The water, which maintains an even temperature of 76 degrees year round, enters a swallet, or opening through which a stream descends underground. It flows through 150 feet of limestone before reemerging from an outlet into an irrigation ditch. Sections of this ditch date back over 1,000 years.

The Hohokam were the first to establish permanent residence near the well, about the year 600. They lived in pithouses and diverted water to grow crops.

This unique geological feature is a limestone sink formed long ago by the collapse of an immense underground cavern. © Rex Vogel, all rights reserved

Around 1125 the Sinagua moved into the Verde Valley. They built more sophisticated cliff dwellings that can still be seen on the rock ledge above the well, on surrounding hillsides, and of course, the famous castle in the other portion of the monument. The Sinagua continued to irrigate crops utilizing the consistent water flowing from the ground.

Sometime around 1425, the Sinagua abandoned the area, leaving large villages deserted. Reasons for their departure remain a mystery but warfare, drought, and disease are a few of the theories suggested. It is believed many Sinagua families moved north, eventually joining other ancestral Puebloan groups at the Hopi Mesas.

Today, visitors to Montezuma Well can relish a tranquil desert oasis. A paved trail leads to scenic overlooks of the well and sheltered cliff houses. Along the way, informational signs fill in the ecological and cultural details. The trail curves down into the recesses of the well for close-up views of more ruins and the swallet.

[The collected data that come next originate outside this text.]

//! Config loading facade: builds the layered `config` stack and validates the result.

use super::merge::merge_policy;
use super::sources::{environment, global_file, workspace_file};
use super::ServeConfig;
use crate::error::ServeError;
use config::File;
use std::path::Path;
use tracing::debug;

/// Loads [`ServeConfig`] from the layered sources.
pub struct ConfigLoader;

impl ConfigLoader {
    /// Load configuration for a workspace.
    ///
    /// Precedence (lowest to highest): built-in defaults, global file,
    /// `serveconf.toml`, `serveconf.{SERVECONF_ENV}.toml`, environment.
    pub fn load(workspace_root: &Path) -> Result<ServeConfig, ServeError> {
        let builder = merge_policy::builder_with_defaults()?;
        let builder = global_file::add_to_builder(builder)?;
        let builder = workspace_file::add_to_builder(builder, workspace_root)?;
        let builder = environment::add_to_builder(builder);

        let config: ServeConfig = builder.build()?.try_deserialize()?;
        Self::validated(config)
    }

    /// Load configuration from a single explicit file over the built-in defaults.
    pub fn load_from_file(path: &Path) -> Result<ServeConfig, ServeError> {
        if !path.exists() {
            return Err(ServeError::ConfigError(format!(
                "Configuration file not found: {}",
                path.display()
            )));
        }

        let config: ServeConfig = merge_policy::builder_with_defaults()?
            .add_source(File::from(path))
            .build()?
            .try_deserialize()?;
        Self::validated(config)
    }

    fn validated(config: ServeConfig) -> Result<ServeConfig, ServeError> {
        config.validate().map_err(|errors| {
            let error_msgs: Vec<String> = errors.iter().map(|e| e.to_string()).collect();
            ServeError::ConfigError(format!(
                "Configuration validation failed:\n{}",
                error_msgs.join("\n")
            ))
        })?;
        debug!(
            default_port = config.resolver.default_port,
            default_host = %config.resolver.default_host,
            "Configuration loaded"
        );
        Ok(config)
    }
}
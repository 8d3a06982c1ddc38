//! serveconf CLI Binary
//!
//! Command-line interface for the development server options resolver.

use clap::Parser;
use serveconf::cli::{Cli, RunContext};
use serveconf::config::ConfigLoader;
use serveconf::lifecycle::install_stdin_exit_hook;
use serveconf::logging::{init_logging, LoggingConfig};
use std::process;
use tracing::{error, info};

fn main() {
    let cli = Cli::parse();

    // Build logging config from CLI args, env vars, and config file
    let logging_config = build_logging_config(&cli);

    // Initialize logging early
    if let Err(e) = init_logging(Some(&logging_config)) {
        eprintln!("Failed to initialize logging: {}", e);
        process::exit(1);
    }

    info!("serveconf starting");

    let context = match RunContext::new(cli.workspace.clone(), cli.config.clone()) {
        Ok(ctx) => ctx,
        Err(e) => {
            error!("Error loading configuration: {}", e);
            eprintln!("{}", serveconf::cli::map_error(&e));
            process::exit(1);
        }
    };

    let output = match context.execute(&cli.command) {
        Ok(output) => output,
        Err(e) => {
            error!("Command failed: {}", e);
            eprintln!("{}", serveconf::cli::map_error(&e));
            process::exit(1);
        }
    };

    println!("{}", output.text);

    if output.exit_on_stdin_end {
        match install_stdin_exit_hook() {
            Ok(handle) => {
                info!("Waiting for stdin to close");
                if handle.join().is_err() {
                    error!("stdin exit hook panicked");
                    process::exit(1);
                }
            }
            Err(e) => {
                error!("Failed to install stdin exit hook: {}", e);
                process::exit(1);
            }
        }
    }
}

/// Build logging configuration from CLI args, environment, and config file.
/// Precedence: CLI flags override config file override defaults.
fn build_logging_config(cli: &Cli) -> LoggingConfig {
    let mut config = if let Some(ref config_path) = cli.config {
        ConfigLoader::load_from_file(config_path)
            .ok()
            .map(|c| c.logging)
            .unwrap_or_default()
    } else {
        ConfigLoader::load(&cli.workspace)
            .ok()
            .map(|c| c.logging)
            .unwrap_or_default()
    };

    if cli.quiet {
        config.enabled = false;
    }
    if cli.verbose {
        config.level = "debug".to_string();
    }
    if let Some(ref level) = cli.log_level {
        config.level = level.clone();
    }
    if let Some(ref format) = cli.log_format {
        config.format = format.clone();
    }
    if let Some(ref output) = cli.log_output {
        config.output = output.clone();
    }
    if let Some(ref file) = cli.log_file {
        config.file = Some(file.clone());
    }

    config
}
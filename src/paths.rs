//! Path resolution and URL detection used when normalizing option values

use std::path::{Component, Path, PathBuf};
use tracing::warn;
use url::Url;

/// The process working directory, or the filesystem root when it is unavailable.
pub fn current_dir() -> PathBuf {
    std::env::current_dir().unwrap_or_else(|e| {
        warn!(error = %e, "Current directory unavailable, resolving from filesystem root");
        PathBuf::from(std::path::MAIN_SEPARATOR_STR)
    })
}

/// Resolve `raw` to an absolute path relative to the current working directory.
///
/// Resolution is lexical: the path does not need to exist.
pub fn resolve_path(raw: &str) -> PathBuf {
    resolve_from(&current_dir(), raw)
}

/// Resolve `raw` against `base` without touching the filesystem.
///
/// This function:
/// 1. Joins `raw` onto `base` (an absolute `raw` replaces `base`)
/// 2. Folds `.` and `..` segments (`..` never climbs above the root)
/// 3. Drops trailing separators
/// 4. Strips Windows verbatim prefixes where a plain form exists
pub fn resolve_from(base: &Path, raw: &str) -> PathBuf {
    let joined = base.join(raw);
    let mut resolved = PathBuf::new();

    for component in joined.components() {
        match component {
            Component::Prefix(prefix) => resolved.push(prefix.as_os_str()),
            Component::RootDir => resolved.push(Component::RootDir.as_os_str()),
            Component::CurDir => {}
            Component::ParentDir => {
                resolved.pop();
            }
            Component::Normal(name) => resolved.push(name),
        }
    }

    dunce::simplified(&resolved).to_path_buf()
}

/// Whether `raw` is an absolute URL (`scheme:` followed by anything).
///
/// Single-letter schemes are Windows drive letters (`C:\dir`), not URLs.
pub fn is_absolute_url(raw: &str) -> bool {
    match Url::parse(raw) {
        Ok(url) => url.scheme().len() > 1,
        Err(_) => false,
    }
}
//! Derivation pass: fills fields the dispatch pass left unset.

use super::MergeState;
use crate::args::CliArguments;
use crate::build::BuildTarget;
use crate::options::{StatsRecord, StatsValue};
use crate::paths::is_absolute_url;
use tracing::debug;

pub(crate) fn apply(state: &mut MergeState<'_>, args: &CliArguments) {
    derive_public_path(state);
    derive_output_fields(state);
    derive_cli_flags(state, args);

    if state.options.stats.is_none() {
        state.options.stats = Some(default_stats(state.target));
    }

    if !args.info() {
        state.options.no_info = Some(true);
    }
    if args.quiet() {
        state.options.quiet = Some(true);
    }

    if state.options.opens_on_start() && state.options.open_page.is_none() {
        state.options.open_page = Some(String::new());
    }

    state.options.port = resolve_port(
        args.port(),
        state.options.port,
        state.context.default_port,
    );
}

/// Stats used when nothing declared them: the build's own, else `{cached: false, cachedAssets: false}`.
pub(crate) fn default_stats(target: &BuildTarget) -> StatsValue {
    target
        .stats
        .clone()
        .unwrap_or_else(|| StatsValue::Record(StatsRecord::new()))
}

/// An empty public path counts as unset.
fn derive_public_path(state: &mut MergeState<'_>) {
    if state
        .options
        .public_path
        .as_deref()
        .is_some_and(|path| !path.is_empty())
    {
        return;
    }

    let raw = state.target.output_public_path().unwrap_or("");
    let public_path = if is_absolute_url(raw) || raw.starts_with('/') {
        raw.to_string()
    } else {
        format!("/{}", raw)
    };
    debug!(public_path = %public_path, "Public path derived from build output");
    state.options.public_path = Some(public_path);
}

/// An empty filename counts as unset, as for the public path.
fn derive_output_fields(state: &mut MergeState<'_>) {
    if state.options.filename.as_deref().map_or(true, str::is_empty) {
        state.options.filename = state.target.output_filename().map(str::to_string);
    }
    if state.options.watch_options.is_none() {
        state.options.watch_options = state.target.watch_options.clone();
    }
}

/// Configured `hot` and `hotOnly` take precedence over the CLI. `clientLogLevel`
/// is only filled here when nothing declared it.
fn derive_cli_flags(state: &mut MergeState<'_>, args: &CliArguments) {
    if state.options.hot.is_none() {
        state.options.hot = args.hot();
    }
    if state.options.hot_only.is_none() {
        state.options.hot_only = args.hot_only();
    }
    if state.options.client_log_level.is_none() {
        state.options.client_log_level = args.client_log_level();
    }
}

/// Port precedence.
///
/// A CLI port equal to `default_port` is the CLI's own default, so a configured
/// port wins over it. Any other CLI port wins over configuration.
pub fn resolve_port(arg_port: Option<u16>, opt_port: Option<u16>, default_port: u16) -> Option<u16> {
    if arg_port == Some(default_port) {
        opt_port.or(arg_port)
    } else {
        arg_port.or(opt_port)
    }
}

The waters of the well contain several forms of plant and animal life not found in any other waters of the world. This unique habitat is likely due to the constant inflow of large quantities of warm water that enter through underground springs, keeping the environment within the well very stable.

Circling back to the rim the path then drops through a shady corridor to the outlet, on a ledge above Beaver Creek. Under the lush canopy of white-barked Arizona sycamores and velvet ash trees, temperatures at the outlet are sometimes 20 degrees cooler than atop the well.

Prehistoric Hohokam and Sinaguan cultures took advantage of this source of water by irrigating crops of corn, beans, squash, and cotton. The rich riparian and surrounding uplands provided wildlife and native plants to supplement the agricultural products. Visitors to the site can still see traces of ancient lime encrusted irrigation ditches from past farming activity.

Details

Montezuma Well National Monument

Operating Hours: Open year-round, 8:00 a.m.-5:00 p.m., extended hours in summer

Admission: Free

Climate: Summers in the Verde Valley are generally hot and dry, although, it often cools down considerably at night; winters can be snowy at times with temperatures ranging between 14-45 degrees

Camping: NO camping facilities

Directions: Follow I-17 to exit 293 (4 miles north of the exit for Montezuma Castle); continue through the towns of McGuireville and Rimrock, following the signs for four miles to the entrance to the Well

Address: P.O. Box 219, Camp Verde, Arizona 86322

Contact: (928) 567-4521

Did You Know?
Groups of divers have explored Montezuma Well nine times. The divers found that the Well is 55 feet deep with fissures for springs reaching 120 and 140 feet deep.

Worth Pondering…
Climb the mountains and get their good tidings.
Nature’s peace will flow into you as sunshine flows into trees.